• [Supplied records]:
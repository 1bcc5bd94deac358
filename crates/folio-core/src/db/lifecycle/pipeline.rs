use crate::{
    db::{
        cancel::CancelToken,
        lifecycle::{
            Action, AfterHookError, LifecycleRegistry, MutationEvent, MutationParams,
            MutationState, validate::DataValidator,
        },
        store::DocumentStore,
    },
    error::Error,
    model::{DOCUMENT_ID, SchemaError, SchemaRegistry},
    obs::{ExecKind, MetricsEvent, MetricsSink},
    value::Document,
};
use std::mem;
use tracing::{debug, warn};

///
/// Pipeline
///
/// Runs one mutation: before-hooks in registration order, data validation,
/// the adapter write, then every after-hook. The first before-hook abort
/// stops the call with no write. After-hook failures are collected and
/// reported together; the write stays committed.
///

pub(crate) struct Pipeline<'a> {
    registry: &'a SchemaRegistry,
    hooks: &'a LifecycleRegistry,
    store: &'a dyn DocumentStore,
    cancel: &'a CancelToken,
    sink: &'a dyn MetricsSink,
}

impl<'a> Pipeline<'a> {
    pub(crate) const fn new(
        registry: &'a SchemaRegistry,
        hooks: &'a LifecycleRegistry,
        store: &'a dyn DocumentStore,
        cancel: &'a CancelToken,
        sink: &'a dyn MetricsSink,
    ) -> Self {
        Self {
            registry,
            hooks,
            store,
            cancel,
            sink,
        }
    }

    pub(crate) async fn run(
        &self,
        doc_type: &str,
        action: Action,
        params: MutationParams,
    ) -> Result<Option<Document>, Error> {
        let definition = self.registry.try_collection(doc_type)?;
        if action.requires_draft_and_publish() && !definition.has_draft_and_publish() {
            return Err(SchemaError::DraftPublishDisabled {
                doc_type: doc_type.to_string(),
            }
            .into());
        }
        if action.carries_data() {
            definition.resolve_status(params.status)?;
        }
        if action != Action::Create && params.document_id.is_none() {
            return Err(missing_id(doc_type).into());
        }
        self.cancel.check()?;

        self.sink.record(MetricsEvent::ExecStart {
            kind: ExecKind::Mutation,
            doc_type,
        });

        let mut event = MutationEvent::new(action, doc_type, params);
        event.advance(MutationState::BeforeHooksRunning);

        for hook in self.hooks.before_hooks(doc_type, action) {
            if let Err(abort) = hook(&mut event) {
                debug!(doc_type, %action, reason = abort.message(), "mutation aborted by hook");
                self.abort(&mut event);
                self.sink.record(MetricsEvent::HookAbort { doc_type });

                return Err(abort.into());
            }
        }

        // Hooks may have rewritten the input; validate what will be written.
        if action.carries_data() {
            if let Err(err) = definition.resolve_status(event.params.status) {
                self.abort(&mut event);
                return Err(err.into());
            }
            let data = mem::take(&mut event.params.data);
            match DataValidator::new(self.registry).validate(definition, data, action == Action::Create) {
                Ok(data) => event.params.data = data,
                Err(err) => {
                    self.abort(&mut event);
                    return Err(err.into());
                }
            }
        }
        let Some(op) = event.write_op() else {
            self.abort(&mut event);
            return Err(missing_id(doc_type).into());
        };

        event.advance(MutationState::Writing);
        let written = self
            .cancel
            .run(async move { self.store.write(doc_type, op).await.map_err(Error::from) })
            .await;
        let result = match written {
            Ok(result) => result,
            Err(err) => {
                if matches!(err, Error::Cancelled(_)) {
                    self.sink.record(MetricsEvent::Cancelled);
                }
                return Err(err);
            }
        };
        debug!(doc_type, %action, found = result.is_some(), "mutation written");

        event.set_result(result);
        event.advance(MutationState::AfterHooksRunning);

        let mut failures = Vec::new();
        for hook in self.hooks.after_hooks(doc_type, action) {
            if let Err(failure) = hook(&event) {
                warn!(doc_type, %action, error = %failure, "after-hook failed");
                failures.push(failure);
            }
        }
        event.advance(MutationState::Done);

        self.sink.record(MetricsEvent::MutationFinish {
            doc_type,
            action: action.label(),
            committed: true,
        });

        if failures.is_empty() {
            return Ok(event.into_result());
        }

        self.sink.record(MetricsEvent::AfterHookFailure {
            doc_type,
            failures: u64::try_from(failures.len()).unwrap_or(u64::MAX),
        });

        Err(AfterHookError {
            doc_type: doc_type.to_string(),
            action,
            result: event.into_result(),
            failures,
        }
        .into())
    }

    fn abort(&self, event: &mut MutationEvent) {
        event.advance(MutationState::Aborted);
        self.sink.record(MetricsEvent::MutationFinish {
            doc_type: event.doc_type(),
            action: event.action().label(),
            committed: false,
        });
    }
}

fn missing_id(doc_type: &str) -> SchemaError {
    SchemaError::MissingField {
        doc_type: doc_type.to_string(),
        field: DOCUMENT_ID.to_string(),
    }
}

• [Description of the task]: Give back exactly the lines from the beginning of the records through the line containing "let definition = self.registry.try_collection(doc_type)?;", and only those.

• [Task output]:
repository 1bcc5bd94deac358
filename crates/folio-core/src/db/lifecycle/pipeline.rs
use crate::{
    db::{
        cancel::CancelToken,
        lifecycle::{
            Action, AfterHookError, LifecycleRegistry, MutationEvent, MutationParams,
            MutationState, validate::DataValidator,
        },
        store::DocumentStore,
    },
    error::Error,
    model::{DOCUMENT_ID, SchemaError, SchemaRegistry},
    obs::{ExecKind, MetricsEvent, MetricsSink},
    value::Document,
};
use std::mem;
use tracing::{debug, warn};

///
/// Pipeline
///
/// Runs one mutation: before-hooks in registration order, data validation,
/// the adapter write, then every after-hook. The first before-hook abort
/// stops the call with no write. After-hook failures are collected and
/// reported together; the write stays committed.
///

pub(crate) struct Pipeline<'a> {
    registry: &'a SchemaRegistry,
    hooks: &'a LifecycleRegistry,
    store: &'a dyn DocumentStore,
    cancel: &'a CancelToken,
    sink: &'a dyn MetricsSink,
}

impl<'a> Pipeline<'a> {
    pub(crate) const fn new(
        registry: &'a SchemaRegistry,
        hooks: &'a LifecycleRegistry,
        store: &'a dyn DocumentStore,
        cancel: &'a CancelToken,
        sink: &'a dyn MetricsSink,
    ) -> Self {
        Self {
            registry,
            hooks,
            store,
            cancel,
            sink,
        }
    }

    pub(crate) async fn run(
        &self,
        doc_type: &str,
        action: Action,
        params: MutationParams,
    ) -> Result<Option<Document>, Error> {
        let definition = self.registry.try_collection(doc_type)?;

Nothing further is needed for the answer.